480 Lutyens’ bungalows in Delhi to be razed, rebuilt
Vice-president Hamid Ansari, all cabinet ministers, opposition leaders including BJP's LK Advani, former PM Atal Behari Vajpayee, senior judges, army officers, bureaucrats and lawmakers are among the occupants of these bungalows built between 1912 and 1930 by the British for government officials.india Updated: Jan 05, 2014 22:44 IST
The Centre has finalised a plan to raze and rebuild 480 structures in the Lutyens’ bungalow zone, home to some of the most influential addresses in the country.
Vice-president Hamid Ansari, all cabinet ministers, opposition leaders including BJP's LK Advani, former PM Atal Behari Vajpayee, senior judges, army officers, bureaucrats and lawmakers are among the occupants of these bungalows built between 1912 and 1930 by the British for government officials.
Two weeks ago, the union urban development ministry moved a cabinet note proposing to raze and rebuild the bungalows in tune with present-day requirements.
The bungalows are structurally unsafe and have outlived their 60-year life, the note says. The redevelopment is expected to cost around Rs 3,000 crore.
"The heritage character of the Lutyens’ bungalow zone will be retained. We won't tinker with the façade of the bungalows," a ministry official said on condition of anonymity.
There are 1,200 houses in the bungalow zone.

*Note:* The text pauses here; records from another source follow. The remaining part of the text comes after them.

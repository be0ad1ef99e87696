//! Integration tests for the cache warmer
//!
//! These tests use wiremock for the origin and temporary SQLite files for
//! the queue, exercising enqueue, claim, fetch and status end-to-end.

mod claim_tests;
mod warm_tests;
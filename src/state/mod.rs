//! State module for tracking queue item lifecycle
//!
//! # Components
//!
//! - `ItemStatus`: the four statuses a queue item moves through (pending, processing, done, failed)

mod item_status;

pub use item_status::ItemStatus;
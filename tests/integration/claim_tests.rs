use cache_warmer::queue::{add_urls, claim_batch, ClaimToken, EnqueueRequest};
use cache_warmer::state::ItemStatus;
use cache_warmer::storage::{QueueStore, SqliteStorage};
use std::collections::HashSet;
use std::thread;
use tempfile::TempDir;

#[test]
fn test_concurrent_claimers_never_share_an_item() {
    let dir = TempDir::new().unwrap();
    let db_path = dir.path().join("queue.db");

    {
        let mut storage = SqliteStorage::new(&db_path).unwrap();
        let urls: Vec<String> = (0..200)
            .map(|i| format!("https://shop.example.com/p/{}", i))
            .collect();
        let added = add_urls(&mut storage, &urls, &EnqueueRequest::default()).unwrap();
        assert_eq!(added, 200);
    }

    let handles: Vec<_> = (0..4)
        .map(|_| {
            let db_path = db_path.clone();
            thread::spawn(move || {
                let mut storage = SqliteStorage::new(&db_path).unwrap();
                let token = ClaimToken::generate();
                let mut claimed = Vec::new();
                loop {
                    let batch = claim_batch(&mut storage, &token, 7, false).unwrap();
                    if batch.is_empty() {
                        break;
                    }
                    claimed.extend(batch.into_iter().map(|item| item.id));
                }
                (token, claimed)
            })
        })
        .collect();

    let results: Vec<(ClaimToken, Vec<i64>)> =
        handles.into_iter().map(|h| h.join().unwrap()).collect();

    let mut seen = HashSet::new();
    for (_, ids) in &results {
        for id in ids {
            assert!(seen.insert(*id), "item {} was claimed twice", id);
        }
    }
    assert_eq!(seen.len(), 200);

    // Every stored claim belongs to the claimer that reported it
    let storage = SqliteStorage::new(&db_path).unwrap();
    for (token, ids) in &results {
        for id in ids {
            let item = storage.get_item(*id).unwrap();
            assert_eq!(item.status, ItemStatus::Processing);
            assert_eq!(item.claim_token.as_deref(), Some(token.as_str()));
        }
    }
}

#[test]
fn test_dedupe_across_connections() {
    let dir = TempDir::new().unwrap();
    let db_path = dir.path().join("queue.db");

    let mut first = SqliteStorage::new(&db_path).unwrap();
    let mut second = SqliteStorage::new(&db_path).unwrap();
    let url = ["https://shop.example.com/"];

    assert_eq!(add_urls(&mut first, url, &EnqueueRequest::default()).unwrap(), 1);
    assert_eq!(add_urls(&mut second, url, &EnqueueRequest::default()).unwrap(), 0);

    // Once claimed the URL is still active, so it is not re-enqueued
    claim_batch(&mut first, &ClaimToken::generate(), 1, false).unwrap();
    assert_eq!(add_urls(&mut second, url, &EnqueueRequest::default()).unwrap(), 0);
}
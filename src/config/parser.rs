use crate::config::types::WarmerConfig;
use crate::config::validation::validate;
use crate::ConfigError;
use sha2::{Digest, Sha256};
use std::path::Path;

/// Loads and parses a configuration file from the given path
///
/// # Arguments
///
/// * `path` - Path to the TOML configuration file
///
/// # Returns
///
/// * `Ok(WarmerConfig)` - Successfully loaded and validated configuration
/// * `Err(ConfigError)` - Failed to load, parse, or validate the configuration
///
/// # Example
///
/// ```no_run
/// use std::path::Path;
/// use cache_warmer::config::load_config;
///
/// let config = load_config(Path::new("warmer.toml")).unwrap();
/// println!("Batch size: {}", config.queue.batch_size);
/// ```
pub fn load_config(path: &Path) -> Result<WarmerConfig, ConfigError> {
    let content = std::fs::read_to_string(path)?;
    parse_config(&content)
}

/// Parses and validates configuration from a TOML string
pub fn parse_config(content: &str) -> Result<WarmerConfig, ConfigError> {
    let config: WarmerConfig = toml::from_str(content)?;
    validate(&config)?;
    Ok(config)
}

/// Computes a SHA-256 hash of the configuration file content
///
/// Recorded on each run so that runs made under different settings can be
/// told apart.
///
/// # Returns
///
/// * `Ok(String)` - Hex-encoded SHA-256 hash of the file content
/// * `Err(ConfigError)` - Failed to read the file
pub fn compute_config_hash(path: &Path) -> Result<String, ConfigError> {
    let content = std::fs::read_to_string(path)?;
    Ok(hash_content(&content))
}

/// Loads a configuration and returns both the config and its hash
///
/// The file is read once, so the hash always matches the parsed content.
pub fn load_config_with_hash(path: &Path) -> Result<(WarmerConfig, String), ConfigError> {
    let content = std::fs::read_to_string(path)?;
    let config = parse_config(&content)?;
    Ok((config, hash_content(&content)))
}

fn hash_content(content: &str) -> String {
    let mut hasher = Sha256::new();
    hasher.update(content.as_bytes());
    hex::encode(hasher.finalize())
}
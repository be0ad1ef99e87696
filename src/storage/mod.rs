//! Storage module for persisting the warm queue
//!
//! This module handles all database operations for the queue, including:
//! - SQLite database initialization and schema management
//! - Inserting items, with optional dedupe against active rows
//! - Atomic pending -> processing claims
//! - Terminal outcome writes
//! - Run tracking

mod schema;
mod sqlite;
mod traits;

pub use sqlite::SqliteStorage;
pub use traits::{lock_store, QueueStore, StorageError, StorageResult};

use crate::state::ItemStatus;
use chrono::{DateTime, SecondsFormat, Utc};
use std::path::Path;

/// Initializes or opens a storage database
///
/// # Arguments
///
/// * `path` - Path to the SQLite database file
///
/// # Returns
///
/// * `Ok(SqliteStorage)` - Successfully initialized storage
/// * `Err(StorageError)` - Failed to initialize storage
pub fn open_storage(path: &Path) -> StorageResult<SqliteStorage> {
    SqliteStorage::new(path)
}

/// Represents a queue item in the database
#[derive(Debug, Clone, PartialEq)]
pub struct QueueItem {
    pub id: i64,
    pub url: String,
    pub scope_id: i64,
    pub priority: i64,
    pub status: ItemStatus,
    pub attempts: u32,
    pub not_before: Option<DateTime<Utc>>,
    pub claim_token: Option<String>,
    pub claimed_at: Option<DateTime<Utc>>,
    pub response_code: Option<u16>,
    pub duration_ms: Option<f64>,
    pub last_error: Option<String>,
    pub created_at: DateTime<Utc>,
    pub updated_at: DateTime<Utc>,
}

/// A row to be inserted by the enqueuer
#[derive(Debug, Clone, PartialEq)]
pub struct NewItem {
    pub url: String,
    pub scope_id: i64,
    pub priority: i64,
    pub not_before: Option<DateTime<Utc>>,
}

/// Terminal outcome written for a claimed item
#[derive(Debug, Clone, PartialEq)]
pub struct Resolution {
    /// Either `Done` or `Failed`
    pub status: ItemStatus,
    pub response_code: Option<u16>,
    pub duration_ms: f64,
    pub last_error: Option<String>,
}

/// Represents a warm run
#[derive(Debug, Clone)]
pub struct RunRecord {
    pub id: i64,
    pub claim_token: String,
    pub config_hash: String,
    pub started_at: DateTime<Utc>,
    pub finished_at: Option<DateTime<Utc>>,
    pub status: RunStatus,
    pub processed: u64,
    pub success: u64,
    pub failed: u64,
}

/// Status of a warm run
#[derive(Debug, Clone, Copy, PartialEq, Eq)]
pub enum RunStatus {
    Running,
    Completed,
    Interrupted,
    Failed,
}

impl RunStatus {
    pub fn to_db_string(&self) -> &'static str {
        match self {
            Self::Running => "running",
            Self::Completed => "completed",
            Self::Interrupted => "interrupted",
            Self::Failed => "failed",
        }
    }

    pub fn from_db_string(s: &str) -> Option<Self> {
        match s {
            "running" => Some(Self::Running),
            "completed" => Some(Self::Completed),
            "interrupted" => Some(Self::Interrupted),
            "failed" => Some(Self::Failed),
            _ => None,
        }
    }
}

/// Formats a timestamp for storage.
///
/// Fixed width (microseconds, `Z` suffix) so that string comparison in SQL
/// orders the same way as the timestamps themselves.
pub(crate) fn to_db_timestamp(ts: DateTime<Utc>) -> String {
    ts.to_rfc3339_opts(SecondsFormat::Micros, true)
}

pub(crate) fn from_db_timestamp(s: &str) -> Option<DateTime<Utc>> {
    DateTime::parse_from_rfc3339(s)
        .ok()
        .map(|ts| ts.with_timezone(&Utc))
}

The 480 that will be rebuilt are among the 588 owned by the government. A few years ago, a survey by the central public works department (CPWD), the ministry’s agency tasked with their maintenance, had found a majority of these to be structurally unsafe.
Maintenance is also expensive. The CPWD spends between Rs 35 and Rs 40 crore on their upkeep every year.
"These bungalows have outlived their economical life of 60 years," a ministry official told HT on condition of anonymity as he is not authorised to speak to the media. "Every other day we get complaints from occupants about cracks in the wall, plaster peeling off, blocked pipelines, dysfunctional electrical units," the official said.
The redevelopment proposal has been pending with the ministry for some years now.
"It’s only recently we moved the cabinet note to stakeholder ministries seeking their comment," said the official.
Earlier, there was a plan to build multi-storeyed residential towers in face of the space crunch facing the Capital, but the idea was shot down.
Even after the cabinet clears the plan, it will be some years before new bungalows will be ready. The ministry has set a 2035 deadline as a large number of VIPs live in the area and finding alternative accommodations for them would take time.